Input for this task:
------------

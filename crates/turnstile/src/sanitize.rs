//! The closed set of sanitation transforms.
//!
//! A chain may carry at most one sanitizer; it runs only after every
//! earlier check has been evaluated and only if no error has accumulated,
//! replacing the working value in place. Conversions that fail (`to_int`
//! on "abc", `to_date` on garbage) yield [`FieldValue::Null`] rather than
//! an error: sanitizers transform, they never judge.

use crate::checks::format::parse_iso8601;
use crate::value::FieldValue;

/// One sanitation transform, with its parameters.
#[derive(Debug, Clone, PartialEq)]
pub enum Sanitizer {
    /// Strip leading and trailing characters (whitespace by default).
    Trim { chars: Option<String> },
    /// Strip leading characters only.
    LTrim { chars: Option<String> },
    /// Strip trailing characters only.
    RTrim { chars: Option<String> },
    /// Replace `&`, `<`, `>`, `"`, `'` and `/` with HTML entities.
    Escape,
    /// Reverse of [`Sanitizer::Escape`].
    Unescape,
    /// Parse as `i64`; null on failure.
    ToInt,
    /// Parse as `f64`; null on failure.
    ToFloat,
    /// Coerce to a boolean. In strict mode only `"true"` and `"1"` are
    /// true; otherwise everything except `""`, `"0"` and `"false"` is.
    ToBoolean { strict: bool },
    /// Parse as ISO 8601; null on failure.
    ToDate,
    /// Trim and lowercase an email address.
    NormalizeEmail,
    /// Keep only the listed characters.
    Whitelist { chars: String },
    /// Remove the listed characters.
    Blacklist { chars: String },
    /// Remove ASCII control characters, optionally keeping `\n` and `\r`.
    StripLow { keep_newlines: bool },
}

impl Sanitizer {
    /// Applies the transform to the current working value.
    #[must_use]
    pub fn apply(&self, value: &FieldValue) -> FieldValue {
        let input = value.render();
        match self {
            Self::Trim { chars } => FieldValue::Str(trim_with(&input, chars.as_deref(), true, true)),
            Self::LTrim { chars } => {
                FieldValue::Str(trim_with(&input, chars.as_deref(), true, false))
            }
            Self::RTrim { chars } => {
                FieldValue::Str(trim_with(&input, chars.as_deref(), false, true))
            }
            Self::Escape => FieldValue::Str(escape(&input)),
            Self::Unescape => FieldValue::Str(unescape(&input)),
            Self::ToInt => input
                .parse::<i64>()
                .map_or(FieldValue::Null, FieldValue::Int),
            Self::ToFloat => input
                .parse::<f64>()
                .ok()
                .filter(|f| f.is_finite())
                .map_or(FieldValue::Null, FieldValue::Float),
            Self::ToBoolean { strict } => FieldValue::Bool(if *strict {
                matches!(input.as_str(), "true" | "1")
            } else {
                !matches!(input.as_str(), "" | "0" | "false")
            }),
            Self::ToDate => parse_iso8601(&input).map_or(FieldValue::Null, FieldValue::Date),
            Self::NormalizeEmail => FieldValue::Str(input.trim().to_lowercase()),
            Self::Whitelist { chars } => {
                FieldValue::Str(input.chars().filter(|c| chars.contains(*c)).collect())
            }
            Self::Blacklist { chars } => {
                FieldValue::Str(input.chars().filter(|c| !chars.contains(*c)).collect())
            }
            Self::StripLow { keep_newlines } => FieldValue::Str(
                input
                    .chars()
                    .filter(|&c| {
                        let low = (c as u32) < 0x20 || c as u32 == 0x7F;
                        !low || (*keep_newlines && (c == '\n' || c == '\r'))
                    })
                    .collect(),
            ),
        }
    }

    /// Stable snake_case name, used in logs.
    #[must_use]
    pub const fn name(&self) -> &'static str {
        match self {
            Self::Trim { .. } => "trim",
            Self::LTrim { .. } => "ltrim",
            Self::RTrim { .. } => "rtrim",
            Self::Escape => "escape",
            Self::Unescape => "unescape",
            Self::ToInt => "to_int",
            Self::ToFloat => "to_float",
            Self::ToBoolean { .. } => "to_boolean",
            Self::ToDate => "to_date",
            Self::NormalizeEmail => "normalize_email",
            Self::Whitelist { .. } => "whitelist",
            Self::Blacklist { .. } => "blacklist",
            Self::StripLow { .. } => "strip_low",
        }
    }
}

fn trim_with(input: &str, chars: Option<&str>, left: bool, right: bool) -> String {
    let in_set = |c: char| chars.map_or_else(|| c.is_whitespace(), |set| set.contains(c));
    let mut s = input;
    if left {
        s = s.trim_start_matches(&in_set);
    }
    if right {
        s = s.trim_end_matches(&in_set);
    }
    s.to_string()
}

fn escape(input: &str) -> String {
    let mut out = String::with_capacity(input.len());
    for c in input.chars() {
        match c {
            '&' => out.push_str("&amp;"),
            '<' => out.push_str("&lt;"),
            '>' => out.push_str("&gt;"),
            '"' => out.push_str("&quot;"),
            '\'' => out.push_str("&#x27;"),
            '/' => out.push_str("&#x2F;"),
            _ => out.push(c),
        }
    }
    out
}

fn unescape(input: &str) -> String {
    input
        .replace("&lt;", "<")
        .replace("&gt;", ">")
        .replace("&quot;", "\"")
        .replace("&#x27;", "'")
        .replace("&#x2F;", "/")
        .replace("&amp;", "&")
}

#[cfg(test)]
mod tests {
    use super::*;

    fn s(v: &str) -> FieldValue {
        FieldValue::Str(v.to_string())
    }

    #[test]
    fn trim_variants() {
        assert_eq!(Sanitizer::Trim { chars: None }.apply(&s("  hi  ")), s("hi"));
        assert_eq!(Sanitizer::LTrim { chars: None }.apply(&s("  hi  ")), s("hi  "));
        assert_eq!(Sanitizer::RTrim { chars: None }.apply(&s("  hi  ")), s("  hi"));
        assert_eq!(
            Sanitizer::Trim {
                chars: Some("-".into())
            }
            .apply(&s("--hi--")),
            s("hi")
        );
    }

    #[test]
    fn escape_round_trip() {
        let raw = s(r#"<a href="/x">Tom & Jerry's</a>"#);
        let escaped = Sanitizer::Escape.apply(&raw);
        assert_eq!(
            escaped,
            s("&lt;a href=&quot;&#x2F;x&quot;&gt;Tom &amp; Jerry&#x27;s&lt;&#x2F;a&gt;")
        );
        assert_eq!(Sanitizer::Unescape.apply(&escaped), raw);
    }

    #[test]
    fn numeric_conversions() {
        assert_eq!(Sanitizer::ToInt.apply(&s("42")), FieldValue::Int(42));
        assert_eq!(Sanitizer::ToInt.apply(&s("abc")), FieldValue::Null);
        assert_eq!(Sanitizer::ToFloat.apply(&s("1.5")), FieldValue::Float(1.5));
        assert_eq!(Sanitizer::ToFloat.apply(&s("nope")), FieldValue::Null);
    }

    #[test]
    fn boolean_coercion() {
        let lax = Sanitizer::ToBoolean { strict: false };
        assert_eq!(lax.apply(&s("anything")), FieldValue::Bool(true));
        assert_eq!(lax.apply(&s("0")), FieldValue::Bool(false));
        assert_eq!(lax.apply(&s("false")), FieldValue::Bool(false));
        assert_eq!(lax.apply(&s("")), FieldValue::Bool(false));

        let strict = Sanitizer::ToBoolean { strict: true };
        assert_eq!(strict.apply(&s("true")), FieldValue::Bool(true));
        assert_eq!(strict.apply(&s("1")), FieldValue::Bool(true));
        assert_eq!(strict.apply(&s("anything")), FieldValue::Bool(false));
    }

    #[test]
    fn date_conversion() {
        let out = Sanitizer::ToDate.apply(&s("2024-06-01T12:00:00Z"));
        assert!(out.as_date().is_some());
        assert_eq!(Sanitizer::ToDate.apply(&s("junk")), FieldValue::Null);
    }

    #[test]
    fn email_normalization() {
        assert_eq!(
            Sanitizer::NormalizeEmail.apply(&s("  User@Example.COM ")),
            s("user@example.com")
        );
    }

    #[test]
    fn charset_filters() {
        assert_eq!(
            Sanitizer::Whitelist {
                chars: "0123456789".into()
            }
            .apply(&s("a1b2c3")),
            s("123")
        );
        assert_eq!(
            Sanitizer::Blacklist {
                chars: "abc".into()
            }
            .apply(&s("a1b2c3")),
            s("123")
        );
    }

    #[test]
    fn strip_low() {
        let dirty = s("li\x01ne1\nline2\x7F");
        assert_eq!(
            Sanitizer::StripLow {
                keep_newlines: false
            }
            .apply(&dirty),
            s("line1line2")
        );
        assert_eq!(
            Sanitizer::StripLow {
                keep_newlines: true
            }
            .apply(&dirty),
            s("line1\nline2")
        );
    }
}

------------

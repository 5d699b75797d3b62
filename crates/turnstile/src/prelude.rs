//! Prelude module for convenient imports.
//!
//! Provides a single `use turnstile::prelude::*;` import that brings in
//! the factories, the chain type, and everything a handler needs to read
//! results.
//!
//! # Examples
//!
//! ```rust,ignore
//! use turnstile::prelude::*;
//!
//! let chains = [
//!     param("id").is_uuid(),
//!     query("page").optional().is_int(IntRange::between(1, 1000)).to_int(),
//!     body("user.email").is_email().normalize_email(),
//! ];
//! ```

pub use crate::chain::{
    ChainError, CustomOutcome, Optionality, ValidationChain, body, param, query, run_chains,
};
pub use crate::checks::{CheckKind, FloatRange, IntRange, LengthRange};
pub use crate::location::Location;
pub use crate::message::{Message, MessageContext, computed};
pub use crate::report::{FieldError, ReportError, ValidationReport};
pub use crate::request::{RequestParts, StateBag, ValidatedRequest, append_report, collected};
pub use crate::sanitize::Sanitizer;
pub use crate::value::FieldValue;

------------

What the exercise asks: Go through the material line by line. Show each line that contains the string "Remove".

Solved exercise:
    /// Remove the listed characters.
    /// Remove ASCII control characters, optionally keeping `\n` and `\r`.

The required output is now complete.